Instructions to follow: Lines where the string "Duration" appears are to be copied from the entries below.

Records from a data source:
◇ ◇ ◇ ◇ ◇ ◇ ◇

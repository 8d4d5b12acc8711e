//! Wiring of stores, storage, broadcaster, queue and intake into one handle.

use std::future::Future;
use std::sync::Arc;
use std::time::Duration;

use anyhow::Context;
use catalog_core::Config;
use catalog_db::{
    setup_database, CatalogRepository, CatalogStore, UploadRepository, UploadStore,
};
use catalog_infra::{create_broadcaster, Broadcaster, TopicBroadcaster, UploadNotifier};
use catalog_ingest::IngestEngine;
use catalog_storage::{create_storage, FileStorage};
use tokio::time::MissedTickBehavior;

use crate::intake::UploadService;
use crate::pipeline::UploadPipeline;
use crate::queue::{JobQueue, JobQueueConfig};

#[derive(Clone)]
pub struct CatalogApp {
    pub uploads: Arc<dyn UploadStore>,
    pub catalog: Arc<dyn CatalogStore>,
    pub storage: Arc<dyn FileStorage>,
    pub notifier: UploadNotifier,
    pub queue: JobQueue,
    pub service: UploadService,
    /// Present when broadcasting in process; subscribe here to watch lifecycle events.
    pub topic: Option<Arc<TopicBroadcaster>>,
}

impl CatalogApp {
    /// Connect to PostgreSQL, open storage and start the worker pool.
    pub async fn from_config(config: &Config) -> anyhow::Result<Self> {
        let pool = setup_database(config).await?;
        let uploads: Arc<dyn UploadStore> = Arc::new(UploadRepository::new(pool.clone()));
        let catalog: Arc<dyn CatalogStore> = Arc::new(CatalogRepository::new(pool));

        let storage = create_storage(config)
            .await
            .context("Failed to initialize file storage")?;
        let (broadcaster, topic) =
            create_broadcaster(config).context("Failed to initialize broadcaster")?;

        Ok(Self::assemble(
            uploads,
            catalog,
            storage,
            broadcaster,
            topic,
            JobQueueConfig::from_config(config),
        ))
    }

    /// Build from already constructed components. Must be called inside a tokio runtime.
    pub fn assemble(
        uploads: Arc<dyn UploadStore>,
        catalog: Arc<dyn CatalogStore>,
        storage: Arc<dyn FileStorage>,
        broadcaster: Arc<dyn Broadcaster>,
        topic: Option<Arc<TopicBroadcaster>>,
        queue_config: JobQueueConfig,
    ) -> Self {
        let notifier = UploadNotifier::new(broadcaster, uploads.clone(), catalog.clone());
        let pipeline = UploadPipeline::new(
            uploads.clone(),
            storage.clone(),
            IngestEngine::new(catalog.clone()),
            notifier.clone(),
        );
        let queue = JobQueue::start(Arc::new(pipeline), queue_config);
        let service = UploadService::new(
            uploads.clone(),
            catalog.clone(),
            storage.clone(),
            notifier.clone(),
            queue.clone(),
        );

        Self {
            uploads,
            catalog,
            storage,
            notifier,
            queue,
            service,
            topic,
        }
    }

    /// Work through unfinished uploads until `shutdown` resolves, checking for new ones
    /// every `poll_interval`. The first check happens immediately.
    pub async fn run_until<F>(&self, poll_interval: Duration, shutdown: F)
    where
        F: Future<Output = ()>,
    {
        tokio::pin!(shutdown);
        let mut ticker = tokio::time::interval(poll_interval);
        ticker.set_missed_tick_behavior(MissedTickBehavior::Delay);

        tracing::info!(
            poll_interval_ms = poll_interval.as_millis() as u64,
            "Catalog worker running"
        );
        loop {
            tokio::select! {
                _ = &mut shutdown => break,
                _ = ticker.tick() => {
                    if let Err(e) = self.service.resume_unfinished().await {
                        tracing::warn!(error = %e, "Failed to pick up unfinished uploads");
                    }
                }
            }
        }

        tracing::info!("Catalog worker stopping");
        self.shutdown().await;
    }

    pub async fn shutdown(&self) {
        self.queue.shutdown().await;
    }
}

◇ ◇ ◇ ◇ ◇ ◇ ◇

Reply to the task:
use std::time::Duration;
    pub async fn run_until<F>(&self, poll_interval: Duration, shutdown: F)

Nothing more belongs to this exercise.